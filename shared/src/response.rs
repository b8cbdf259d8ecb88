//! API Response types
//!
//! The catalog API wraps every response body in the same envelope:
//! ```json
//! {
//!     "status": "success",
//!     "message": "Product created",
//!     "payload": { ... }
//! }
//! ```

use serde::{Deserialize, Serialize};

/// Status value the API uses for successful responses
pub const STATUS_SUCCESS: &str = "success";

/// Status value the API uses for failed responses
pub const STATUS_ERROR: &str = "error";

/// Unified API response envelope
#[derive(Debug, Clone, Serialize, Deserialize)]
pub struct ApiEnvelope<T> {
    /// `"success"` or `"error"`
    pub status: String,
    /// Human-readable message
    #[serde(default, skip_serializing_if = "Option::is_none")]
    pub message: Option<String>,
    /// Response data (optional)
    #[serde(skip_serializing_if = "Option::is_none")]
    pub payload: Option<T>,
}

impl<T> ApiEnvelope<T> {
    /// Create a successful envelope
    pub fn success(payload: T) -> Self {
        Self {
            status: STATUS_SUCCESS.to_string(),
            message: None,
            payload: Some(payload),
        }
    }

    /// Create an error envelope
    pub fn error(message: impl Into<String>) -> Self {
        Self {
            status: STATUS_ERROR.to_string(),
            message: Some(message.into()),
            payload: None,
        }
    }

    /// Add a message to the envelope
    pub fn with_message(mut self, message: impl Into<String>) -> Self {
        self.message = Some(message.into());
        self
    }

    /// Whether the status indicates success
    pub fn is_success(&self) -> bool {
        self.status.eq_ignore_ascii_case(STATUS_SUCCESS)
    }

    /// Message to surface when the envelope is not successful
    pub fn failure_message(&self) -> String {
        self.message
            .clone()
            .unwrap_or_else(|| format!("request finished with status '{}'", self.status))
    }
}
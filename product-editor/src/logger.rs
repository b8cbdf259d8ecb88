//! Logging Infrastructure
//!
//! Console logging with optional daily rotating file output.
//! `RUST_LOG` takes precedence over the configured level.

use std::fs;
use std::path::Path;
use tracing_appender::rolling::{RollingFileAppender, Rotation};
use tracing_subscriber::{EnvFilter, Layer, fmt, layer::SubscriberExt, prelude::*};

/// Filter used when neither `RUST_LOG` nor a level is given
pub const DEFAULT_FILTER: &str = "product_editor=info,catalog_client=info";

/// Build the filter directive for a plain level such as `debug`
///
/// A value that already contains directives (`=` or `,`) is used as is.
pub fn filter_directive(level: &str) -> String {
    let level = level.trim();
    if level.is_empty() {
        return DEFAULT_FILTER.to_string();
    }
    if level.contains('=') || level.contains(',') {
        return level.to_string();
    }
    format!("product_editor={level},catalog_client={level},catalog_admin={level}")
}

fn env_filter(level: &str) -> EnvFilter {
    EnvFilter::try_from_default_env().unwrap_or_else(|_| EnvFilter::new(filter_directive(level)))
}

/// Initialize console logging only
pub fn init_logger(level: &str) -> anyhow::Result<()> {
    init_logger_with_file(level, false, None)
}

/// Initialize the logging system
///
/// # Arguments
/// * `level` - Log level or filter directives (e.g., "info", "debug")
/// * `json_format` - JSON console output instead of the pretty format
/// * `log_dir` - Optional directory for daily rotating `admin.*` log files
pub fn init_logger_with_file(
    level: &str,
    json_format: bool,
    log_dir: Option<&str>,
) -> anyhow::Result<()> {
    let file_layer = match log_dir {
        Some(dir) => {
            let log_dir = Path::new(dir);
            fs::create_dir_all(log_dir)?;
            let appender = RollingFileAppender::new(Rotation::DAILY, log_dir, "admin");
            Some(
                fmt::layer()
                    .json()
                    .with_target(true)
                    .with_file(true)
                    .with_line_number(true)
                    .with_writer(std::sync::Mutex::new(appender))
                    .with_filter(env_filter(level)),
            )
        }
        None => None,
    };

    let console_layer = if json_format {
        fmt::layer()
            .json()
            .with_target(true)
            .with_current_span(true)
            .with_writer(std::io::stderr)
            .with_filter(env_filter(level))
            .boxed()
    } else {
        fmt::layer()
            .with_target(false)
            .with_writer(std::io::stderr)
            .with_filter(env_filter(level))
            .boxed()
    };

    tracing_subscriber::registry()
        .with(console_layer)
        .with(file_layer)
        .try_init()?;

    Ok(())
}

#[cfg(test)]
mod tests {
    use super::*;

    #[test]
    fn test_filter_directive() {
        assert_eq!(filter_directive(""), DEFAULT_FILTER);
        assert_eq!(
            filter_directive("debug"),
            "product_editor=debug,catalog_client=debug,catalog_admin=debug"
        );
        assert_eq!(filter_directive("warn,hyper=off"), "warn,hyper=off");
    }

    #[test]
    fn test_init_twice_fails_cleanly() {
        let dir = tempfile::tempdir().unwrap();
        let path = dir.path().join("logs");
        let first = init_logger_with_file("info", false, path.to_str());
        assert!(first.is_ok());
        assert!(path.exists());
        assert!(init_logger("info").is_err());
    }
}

* **Task brief**:
With nothing added or dropped, retype the listing above.

* **Response area**:
filename shared/src/response.rs
repository b8cbdf259d8ecb88
//! API Response types
//!
//! The catalog API wraps every response body in the same envelope:
//! ```json
//! {
//!     "status": "success",
//!     "message": "Product created",
//!     "payload": { ... }
//! }
//! ```

use serde::{Deserialize, Serialize};

/// Status value the API uses for successful responses
pub const STATUS_SUCCESS: &str = "success";

/// Status value the API uses for failed responses
pub const STATUS_ERROR: &str = "error";

/// Unified API response envelope
#[derive(Debug, Clone, Serialize, Deserialize)]
pub struct ApiEnvelope<T> {
    /// `"success"` or `"error"`
    pub status: String,
    /// Human-readable message
    #[serde(default, skip_serializing_if = "Option::is_none")]
    pub message: Option<String>,
    /// Response data (optional)
    #[serde(skip_serializing_if = "Option::is_none")]
    pub payload: Option<T>,
}

impl<T> ApiEnvelope<T> {
    /// Create a successful envelope
    pub fn success(payload: T) -> Self {
        Self {
            status: STATUS_SUCCESS.to_string(),
            message: None,
            payload: Some(payload),
        }
    }

    /// Create an error envelope
    pub fn error(message: impl Into<String>) -> Self {
        Self {
            status: STATUS_ERROR.to_string(),
            message: Some(message.into()),
            payload: None,
        }
    }

    /// Add a message to the envelope
    pub fn with_message(mut self, message: impl Into<String>) -> Self {
        self.message = Some(message.into());
        self
    }

    /// Whether the status indicates success
    pub fn is_success(&self) -> bool {
        self.status.eq_ignore_ascii_case(STATUS_SUCCESS)
    }

    /// Message to surface when the envelope is not successful
    pub fn failure_message(&self) -> String {
        self.message
            .clone()
            .unwrap_or_else(|| format!("request finished with status '{}'", self.status))
    }
}
filename product-editor/src/logger.rs
repository b8cbdf259d8ecb88
//! Logging Infrastructure
//!
//! Console logging with optional daily rotating file output.
//! `RUST_LOG` takes precedence over the configured level.

use std::fs;
use std::path::Path;
use tracing_appender::rolling::{RollingFileAppender, Rotation};
use tracing_subscriber::{EnvFilter, Layer, fmt, layer::SubscriberExt, prelude::*};

/// Filter used when neither `RUST_LOG` nor a level is given
pub const DEFAULT_FILTER: &str = "product_editor=info,catalog_client=info";

/// Build the filter directive for a plain level such as `debug`
///
/// A value that already contains directives (`=` or `,`) is used as is.
pub fn filter_directive(level: &str) -> String {
    let level = level.trim();
    if level.is_empty() {
        return DEFAULT_FILTER.to_string();
    }
    if level.contains('=') || level.contains(',') {
        return level.to_string();
    }
    format!("product_editor={level},catalog_client={level},catalog_admin={level}")
}

fn env_filter(level: &str) -> EnvFilter {
    EnvFilter::try_from_default_env().unwrap_or_else(|_| EnvFilter::new(filter_directive(level)))
}

/// Initialize console logging only
pub fn init_logger(level: &str) -> anyhow::Result<()> {
    init_logger_with_file(level, false, None)
}

/// Initialize the logging system
///
/// # Arguments
/// * `level` - Log level or filter directives (e.g., "info", "debug")
/// * `json_format` - JSON console output instead of the pretty format
/// * `log_dir` - Optional directory for daily rotating `admin.*` log files
pub fn init_logger_with_file(
    level: &str,
    json_format: bool,
    log_dir: Option<&str>,
) -> anyhow::Result<()> {
    let file_layer = match log_dir {
        Some(dir) => {
            let log_dir = Path::new(dir);
            fs::create_dir_all(log_dir)?;
            let appender = RollingFileAppender::new(Rotation::DAILY, log_dir, "admin");
            Some(
                fmt::layer()
                    .json()
                    .with_target(true)
                    .with_file(true)
                    .with_line_number(true)
                    .with_writer(std::sync::Mutex::new(appender))
                    .with_filter(env_filter(level)),
            )
        }
        None => None,
    };

    let console_layer = if json_format {
        fmt::layer()
            .json()
            .with_target(true)
            .with_current_span(true)
            .with_writer(std::io::stderr)
            .with_filter(env_filter(level))
            .boxed()
    } else {
        fmt::layer()
            .with_target(false)
            .with_writer(std::io::stderr)
            .with_filter(env_filter(level))
            .boxed()
    };

    tracing_subscriber::registry()
        .with(console_layer)
        .with(file_layer)
        .try_init()?;

    Ok(())
}

#[cfg(test)]
mod tests {
    use super::*;

    #[test]
    fn test_filter_directive() {
        assert_eq!(filter_directive(""), DEFAULT_FILTER);
        assert_eq!(
            filter_directive("debug"),
            "product_editor=debug,catalog_client=debug,catalog_admin=debug"
        );
        assert_eq!(filter_directive("warn,hyper=off"), "warn,hyper=off");
    }

    #[test]
    fn test_init_twice_fails_cleanly() {
        let dir = tempfile::tempdir().unwrap();
        let path = dir.path().join("logs");
        let first = init_logger_with_file("info", false, path.to_str());
        assert!(first.is_ok());
        assert!(path.exists());
        assert!(init_logger("info").is_err());
    }
}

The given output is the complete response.